→ Task description:
Say the number of lines in the records below that hold the word "cargo", and only that number.
---- The data
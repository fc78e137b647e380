//! Golden snapshot tests for codegen
//!
//! These tests generate both C++ artifacts from `.txt` tag-set files and
//! compare the output against inline snapshots. This ensures codegen changes
//! are reviewed and intentional.
//!
//! Run with: `cargo test --test codegen_snapshot_tests`
//! Review changes: `cargo insta review`

use std::fs;

use tagc::backend::{EmitConfig, generate_artifacts};

/// Generate both artifacts from tag-set source
fn generate_cpp(source: &str, config: &EmitConfig) -> (String, String) {
    let artifacts = generate_artifacts(source, config).expect("generation failed");
    (
        String::from_utf8(artifacts.declarations).expect("declarations are UTF-8"),
        String::from_utf8(artifacts.definitions).expect("definitions are UTF-8"),
    )
}

/// Load a test file from the codegen_snapshots directory
fn load_test_file(name: &str) -> String {
    let path = format!("tests/codegen_snapshots/{}.txt", name);
    fs::read_to_string(&path).unwrap_or_else(|_| panic!("Failed to read test file: {}", path))
}

#[test]
fn test_sorted_ranks_codegen() {
    let (header, source) = generate_cpp(&load_test_file("sorted_ranks"), &EmitConfig::default());
    insta::assert_snapshot!(header, @r#"
// Generated by tagc. Do not edit.
#pragma once
#include "util/TagDict.h"

namespace Tags
{

const int Lettera = 0;
const int Letterb = 1;
const int Letterc = 2;
const int LetterCOUNT = 3;
extern TagDict<3> LettertagDict;

} // end namespace
"#);
    insta::assert_snapshot!(source, @r#"
// Generated by tagc. Do not edit.
#include "tags.h"

TagDict<3> Tags::LettertagDict({
    "a",
    "b",
    "c",
});
"#);
}

#[test]
fn test_sets_keep_input_order_and_share_tags() {
    let (header, source) = generate_cpp(&load_test_file("shared_tags"), &EmitConfig::default());
    insta::assert_snapshot!(header, @r#"
// Generated by tagc. Do not edit.
#pragma once
#include "util/TagDict.h"

namespace Tags
{

const int ShapeX = 0;
const int Shapecircle = 1;
const int Shapesquare = 2;
const int ShapeCOUNT = 3;
extern TagDict<3> ShapetagDict;

const int ColorX = 0;
const int Colorred = 1;
const int ColorCOUNT = 2;
extern TagDict<2> ColortagDict;

} // end namespace
"#);
    insta::assert_snapshot!(source, @r#"
// Generated by tagc. Do not edit.
#include "tags.h"

TagDict<3> Tags::ShapetagDict({
    "X",
    "circle",
    "square",
});

TagDict<2> Tags::ColortagDict({
    "X",
    "red",
});
"#);
}

#[test]
fn test_aux_fields_are_not_emitted() {
    let (header, source) = generate_cpp(&load_test_file("aux_fields"), &EmitConfig::default());
    assert!(!header.contains("metres"));
    assert!(!source.contains("metres"));
    insta::assert_snapshot!(source, @r#"
// Generated by tagc. Do not edit.
#include "tags.h"

TagDict<3> Tags::UnittagDict({
    "gram",
    "metre",
    "second",
});
"#);
}

#[test]
fn test_custom_names_codegen() {
    let config = EmitConfig::new()
        .with_namespace("Ids")
        .with_table_type("Lookup")
        .with_table_suffix("Table")
        .with_count_suffix("Size")
        .with_table_include("lookup.hpp")
        .with_header_include("ids.hpp");
    let (header, source) = generate_cpp("Dir { up down }", &config);
    insta::assert_snapshot!(header, @r#"
// Generated by tagc. Do not edit.
#pragma once
#include "lookup.hpp"

namespace Ids
{

const int Dirdown = 0;
const int Dirup = 1;
const int DirSize = 2;
extern Lookup<2> DirTable;

} // end namespace
"#);
    insta::assert_snapshot!(source, @r#"
// Generated by tagc. Do not edit.
#include "ids.hpp"

Lookup<2> Ids::DirTable({
    "down",
    "up",
});
"#);
}

#[test]
fn test_empty_input_codegen() {
    let (header, source) = generate_cpp("", &EmitConfig::default());
    insta::assert_snapshot!(header, @r#"
// Generated by tagc. Do not edit.
#pragma once
#include "util/TagDict.h"

namespace Tags
{

} // end namespace
"#);
    insta::assert_snapshot!(source, @r#"
// Generated by tagc. Do not edit.
#include "tags.h"
"#);
}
--------
→ Problem solution:
2